I live in Charlottesville, VA. Our lives will never be the same after August 11 and 12. For nearly a month, I have batted around what happened and struggled with so many emotions. I will share more on the feelings of horror, loss of security and feelings of being violated another day.
Today, I want to focus on something that I didn’t understand or really believe until these events. White privilege. I’d heard the term. I’d read the statistics. I thought I understood it on a high level. I realize now, I don’t and can’t truly understand it. I’m a white woman who was raised going to the ballet and fine dining. For a long time, I didn’t know there was a problem.
A very dear friend of mine tried to help me understand this issue years ago. She’s a black woman married to a white man. One time, we visited Washington, DC together with my small children. I was truly oblivious to what happened. The way people looked at her. The assumptions people made. The way people treated her.
I was unbelievably stressed and it showed. I was in my own world — used to fending for myself and taking care of my children, on my own. At the time, I had the attitude that I had to do it alone. At one point, I was weaving my way through crowds exiting the metro, one child on each side, my friend trailing behind. I was only thinking about getting out of a busy, potentially dangerous place with my two small children. I wasn’t used to people helping me and didn’t think about her alone behind us.

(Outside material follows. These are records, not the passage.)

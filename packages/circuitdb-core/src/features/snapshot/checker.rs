//! Full structural audit of a cell snapshot.
//!
//! O(n) and off the hot path: run from tests, debug builds, and commits when
//! the database is configured to check. Stops at the first violation.

use std::sync::Arc;

use rayon::prelude::*;

use super::cell_backup::CellBackup;
use crate::errors::{ensure_invariant, CircuitDbError, Result};
use crate::features::identity::{NodeId, NodeProtoId, PortProtoId};
use crate::features::records::ImmutableNodeInst;
use crate::features::usage::export_parent;
use crate::shared::BitSet;

/// Below this many records the self-checks run on the calling thread
const PARALLEL_THRESHOLD: usize = 1024;

impl CellBackup {
    pub fn check(&self) -> Result<()> {
        let result = self.check_all();
        if let Err(err) = &result {
            tracing::warn!("check failed for cell {}: {}", self.cell_id().key(), err);
        }
        result
    }

    fn check_all(&self) -> Result<()> {
        self.check_records()?;
        let node_index = self.check_nodes()?;
        self.check_arcs(&node_index)?;
        self.check_exports(&node_index)?;
        self.check_usages()?;
        self.check_export_index()?;
        if let Some(memo) = self.cached_memoization() {
            memo.check()?;
        }
        Ok(())
    }

    fn check_records(&self) -> Result<()> {
        self.cell.check()?;
        let tech = self.cell.tech_id.as_ref().ok_or_else(|| {
            CircuitDbError::invariant(format!("cell {} has no technology", self.cell_id().key()))
        })?;
        ensure_invariant!(
            self.tech_pool.contains(tech),
            "technology {} missing from the pool",
            tech.name()
        );

        if self.nodes.len() + self.arcs.len() + self.exports.len() < PARALLEL_THRESHOLD {
            self.nodes.iter().try_for_each(|n| n.check())?;
            self.arcs.iter().try_for_each(|a| a.check())?;
            self.exports.iter().try_for_each(|e| e.check())?;
        } else {
            self.nodes.par_iter().try_for_each(|n| n.check())?;
            self.arcs.par_iter().try_for_each(|a| a.check())?;
            self.exports.par_iter().try_for_each(|e| e.check())?;
        }
        Ok(())
    }

    /// Ordering, uniqueness and prototype checks; returns node id -> position
    fn check_nodes(&self) -> Result<Vec<Option<usize>>> {
        let mut node_index: Vec<Option<usize>> = Vec::new();
        let mut cell_centers = 0;
        for (i, node) in self.nodes.iter().enumerate() {
            if i > 0 {
                let prev = &self.nodes[i - 1];
                ensure_invariant!(
                    (&prev.name, prev.node_id) < (&node.name, node.node_id),
                    "nodes[{}] {} out of order",
                    i,
                    node.name
                );
            }
            let id = node.node_id.0 as usize;
            if node_index.len() <= id {
                node_index.resize(id + 1, None);
            }
            ensure_invariant!(node_index[id].is_none(), "nodes[{}] duplicates {}", i, node.node_id);
            node_index[id] = Some(i);

            match &node.proto_id {
                NodeProtoId::Primitive(p) => ensure_invariant!(
                    self.tech_pool.primitive(p).is_some(),
                    "nodes[{}] prototype {} not in the technology pool",
                    i,
                    p.full_name()
                ),
                NodeProtoId::Cell(c) => ensure_invariant!(
                    c != self.cell_id(),
                    "nodes[{}] instantiates its own cell",
                    i
                ),
            }
            if self.tech_pool.is_cell_center(&node.proto_id) {
                cell_centers += 1;
            }
        }
        ensure_invariant!(cell_centers <= 1, "{} cell-center nodes", cell_centers);
        Ok(node_index)
    }

    fn port_node<'a>(
        &'a self,
        node_index: &[Option<usize>],
        what: &str,
        node_id: NodeId,
        port: &PortProtoId,
    ) -> Result<&'a Arc<ImmutableNodeInst>> {
        let node = node_index
            .get(node_id.0 as usize)
            .copied()
            .flatten()
            .map(|i| &self.nodes[i])
            .ok_or_else(|| CircuitDbError::invariant(format!("{} refers to missing {}", what, node_id)))?;
        ensure_invariant!(
            port.belongs_to(&node.proto_id),
            "{} port {:?} is not a port of {:?}",
            what,
            port,
            node.proto_id
        );
        Ok(node)
    }

    fn check_arcs(&self, node_index: &[Option<usize>]) -> Result<()> {
        let mut seen = BitSet::new();
        for (i, arc) in self.arcs.iter().enumerate() {
            if i > 0 {
                let prev = &self.arcs[i - 1];
                ensure_invariant!(
                    (&prev.name, prev.arc_id) < (&arc.name, arc.arc_id),
                    "arcs[{}] {} out of order",
                    i,
                    arc.name
                );
            }
            ensure_invariant!(!seen.get(arc.arc_id.0 as usize), "arcs[{}] duplicates {}", i, arc.arc_id);
            seen.set(arc.arc_id.0 as usize);
            ensure_invariant!(
                self.tech_pool.arc_proto(&arc.proto_id).is_some(),
                "arcs[{}] prototype {} not in the technology pool",
                i,
                arc.proto_id.full_name()
            );
            self.port_node(node_index, &format!("arcs[{}] tail", i), arc.tail.node_id, &arc.tail.port_id)?;
            self.port_node(node_index, &format!("arcs[{}] head", i), arc.head.node_id, &arc.head.port_id)?;
        }
        Ok(())
    }

    fn check_exports(&self, node_index: &[Option<usize>]) -> Result<()> {
        for (i, export) in self.exports.iter().enumerate() {
            if i > 0 {
                ensure_invariant!(
                    self.exports[i - 1].name < export.name,
                    "exports[{}] {} out of order",
                    i,
                    export.name
                );
            }
            ensure_invariant!(
                export.export_id.is_in(self.cell_id()),
                "exports[{}] {:?} belongs to another cell",
                i,
                export.export_id
            );
            self.port_node(
                node_index,
                &format!("exports[{}]", i),
                export.original_node_id,
                &export.original_port_id,
            )?;
        }
        Ok(())
    }

    fn check_usages(&self) -> Result<()> {
        let cell_id = self.cell_id();
        let mut counts: Vec<u32> = Vec::with_capacity(self.cell_usages.len());
        let mut used: Vec<BitSet> = Vec::with_capacity(self.cell_usages.len());
        for (slot, info) in self.cell_usages.iter().enumerate() {
            ensure_invariant!(
                cell_id.usage(slot as u32).is_some(),
                "cell usage slot {} was never allocated",
                slot
            );
            if let Some(info) = info {
                ensure_invariant!(
                    info.inst_count > 0 || !info.used_exports.is_empty(),
                    "cell usage slot {} is empty but present",
                    slot
                );
            }
            counts.push(info.as_ref().map_or(0, |u| u.inst_count));
            used.push(BitSet::new());
        }
        ensure_invariant!(
            !matches!(self.cell_usages.last(), Some(None)),
            "cell usage array has a trailing empty slot"
        );

        for node in self.nodes.iter() {
            if let Some(proto) = node.proto_id.as_cell() {
                let slot = cell_id
                    .find_usage_in(proto)
                    .map(|u| u.usage_index() as usize)
                    .ok_or_else(|| {
                        CircuitDbError::invariant(format!("no usage slot for {:?}", proto))
                    })?;
                let count = counts.get_mut(slot).ok_or_else(|| {
                    CircuitDbError::invariant(format!("usage slot {} beyond the usage array", slot))
                })?;
                ensure_invariant!(*count > 0, "usage slot {} counts too few instances", slot);
                *count -= 1;
            }
        }
        if let Some(slot) = counts.iter().position(|&c| c != 0) {
            return Err(CircuitDbError::invariant(format!(
                "usage slot {} counts {} instances too many",
                slot, counts[slot]
            )));
        }

        let ports = self
            .arcs
            .iter()
            .flat_map(|a| [&a.tail.port_id, &a.head.port_id])
            .chain(self.exports.iter().map(|e| &e.original_port_id));
        for port in ports {
            if let PortProtoId::Export(export) = port {
                let proto = export_parent(export)?;
                let slot = cell_id
                    .find_usage_in(&proto)
                    .map(|u| u.usage_index() as usize)
                    .ok_or_else(|| {
                        CircuitDbError::invariant(format!("no usage slot for {:?}", proto))
                    })?;
                let bits = used.get_mut(slot).ok_or_else(|| {
                    CircuitDbError::invariant(format!("usage slot {} beyond the usage array", slot))
                })?;
                bits.set(export.chron_index() as usize);
            }
        }
        for (slot, info) in self.cell_usages.iter().enumerate() {
            let stored = info.as_ref().map(|u| &*u.used_exports);
            let empty = BitSet::new();
            ensure_invariant!(
                *stored.unwrap_or(&empty) == used[slot],
                "usage slot {} used exports {:?} but arcs and exports use {:?}",
                slot,
                stored,
                used[slot]
            );
        }
        Ok(())
    }

    fn check_export_index(&self) -> Result<()> {
        let expected_len = self
            .exports
            .iter()
            .map(|e| e.export_id.chron_index() as usize + 1)
            .max()
            .unwrap_or(0);
        ensure_invariant!(
            self.export_index.len() == expected_len,
            "export index length {} (expected {})",
            self.export_index.len(),
            expected_len
        );
        for (i, export) in self.exports.iter().enumerate() {
            let chron = export.export_id.chron_index() as usize;
            ensure_invariant!(
                self.export_index[chron] == Some(i as u32),
                "export index[{}] does not point to exports[{}]",
                chron,
                i
            );
        }
        ensure_invariant!(
            self.export_index.iter().flatten().count() == self.exports.len(),
            "export index has entries for absent exports"
        );

        for (chron, pos) in self.export_index.iter().enumerate() {
            ensure_invariant!(
                self.defined_exports.get(chron) == pos.is_some(),
                "defined exports disagree with the export index at {}",
                chron
            );
        }
        ensure_invariant!(
            self.defined_exports.len() <= self.export_index.len(),
            "defined exports extend past the export index"
        );
        ensure_invariant!(
            self.export_index.len() <= self.defined_exports_length as usize,
            "defined exports length {} below export index length {}",
            self.defined_exports_length,
            self.export_index.len()
        );
        ensure_invariant!(
            self.defined_exports_length as usize <= self.cell_id().num_export_ids(),
            "defined exports length {} exceeds allocated export ids",
            self.defined_exports_length
        );
        let deleted = self
            .defined_exports
            .complement_within(self.defined_exports_length as usize);
        ensure_invariant!(
            *self.deleted_exports == deleted,
            "deleted exports {:?} are not the complement of defined {:?}",
            self.deleted_exports,
            self.defined_exports
        );
        if self.defined_exports.is_empty() {
            ensure_invariant!(
                Arc::ptr_eq(&self.defined_exports, &BitSet::empty()),
                "empty defined exports are not the shared empty set"
            );
        }
        Ok(())
    }
}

My going at it alone made her feel like I thought she was less than us. She said it looked like she was the black nanny. Of course, I’d never thought of it that way. It simply didn’t cross my mind. She tried to explain to me how she’s treated differently. I remember thinking that she was overly sensitive, that when you look for the bad, that’s what you see. I remember thinking that it was if she had a chip on her shoulder. I regret those feelings and views. I had no way on knowing what she experienced. I had no way to walk in her shoes.

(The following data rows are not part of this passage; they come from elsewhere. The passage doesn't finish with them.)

//! Instance / export names with natural ordering.

use std::cmp::Ordering;
use std::fmt;
use std::sync::Arc;

use crate::errors::{CircuitDbError, Result};

/// Name of a node, arc, export or cell
///
/// Ordering is "natural": case-insensitive first, digit runs compared by
/// numeric value (`n2 < n10`), then raw bytes as the final tiebreak so the
/// order stays total and consistent with `Eq`.
#[derive(Clone, PartialEq, Eq, Hash)]
pub struct Name(Arc<str>);

impl Name {
    /// Create a name; empty names are rejected
    pub fn new(s: &str) -> Result<Self> {
        if s.is_empty() {
            return Err(CircuitDbError::invalid_argument("name must not be empty"));
        }
        if s.chars().any(|c| c.is_control()) {
            return Err(CircuitDbError::invalid_argument(format!(
                "name {:?} contains control characters",
                s
            )));
        }
        Ok(Self(Arc::from(s)))
    }

    pub fn as_str(&self) -> &str {
        &self.0
    }
}

impl Ord for Name {
    fn cmp(&self, other: &Self) -> Ordering {
        if Arc::ptr_eq(&self.0, &other.0) {
            return Ordering::Equal;
        }
        natural_cmp(&self.0, &other.0).then_with(|| self.0.cmp(&other.0))
    }
}

impl PartialOrd for Name {
    fn partial_cmp(&self, other: &Self) -> Option<Ordering> {
        Some(self.cmp(other))
    }
}

impl fmt::Display for Name {
    fn fmt(&self, f: &mut fmt::Formatter<'_>) -> fmt::Result {
        f.write_str(&self.0)
    }
}

impl fmt::Debug for Name {
    fn fmt(&self, f: &mut fmt::Formatter<'_>) -> fmt::Result {
        write!(f, "{:?}", &*self.0)
    }
}

/// Case-insensitive comparison with numeric digit runs
fn natural_cmp(a: &str, b: &str) -> Ordering {
    let a = a.as_bytes();
    let b = b.as_bytes();
    let (mut i, mut j) = (0, 0);

    while i < a.len() && j < b.len() {
        if a[i].is_ascii_digit() && b[j].is_ascii_digit() {
            let (a_end, b_end) = (digit_run_end(a, i), digit_run_end(b, j));
            let a_num = strip_leading_zeros(&a[i..a_end]);
            let b_num = strip_leading_zeros(&b[j..b_end]);
            let ord = a_num.len().cmp(&b_num.len()).then_with(|| a_num.cmp(b_num));
            if ord != Ordering::Equal {
                return ord;
            }
            i = a_end;
            j = b_end;
            continue;
        }

        let ord = a[i].to_ascii_lowercase().cmp(&b[j].to_ascii_lowercase());
        if ord != Ordering::Equal {
            return ord;
        }
        i += 1;
        j += 1;
    }

    (a.len() - i).cmp(&(b.len() - j))
}

fn digit_run_end(s: &[u8], start: usize) -> usize {
    let mut end = start;
    while end < s.len() && s[end].is_ascii_digit() {
        end += 1;
    }
    end
}

fn strip_leading_zeros(digits: &[u8]) -> &[u8] {
    let first = digits.iter().position(|&d| d != b'0').unwrap_or(digits.len());
    &digits[first..]
}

I’ve NEVER been the only white person in a class, movie, church or event. I’ve NEVER had to worry about moving into a neighborhood and not fitting in. I’ve NEVER had to worry that I would be profiled and stopped because I didn’t “belong” in an area of town. I’ve NEVER had to tell my son how to behave if he’s stopped by a police officer. I’ve NEVER had someone assume I wasn’t as valuable, smart or worthy simply because of my skin color. I’ve had white privilege my entire life and I never knew it.
Now that I have this awareness, I don’t know what to do about it. I’m not sure how to change things. I do know there is no going back to being naïve, and I don’t want to. I’d like to see the world for what it is and I want to be a part of the solution. I just don’t know how, but I do know that being aware is the first step. Talking about it is another. Confronting it when we see it, in a safe manner, is a third. And finally, listening and BELIEVING others’ perspectives is critical. No one can tell me what I experience. How can I possibly think I can judge someone else’s? I hate that it took something so horrific as August 11 and 12 to make me see things more clearly, but I’m glad the rose-colored glasses are off. We all need to wake up to what’s been happening for years.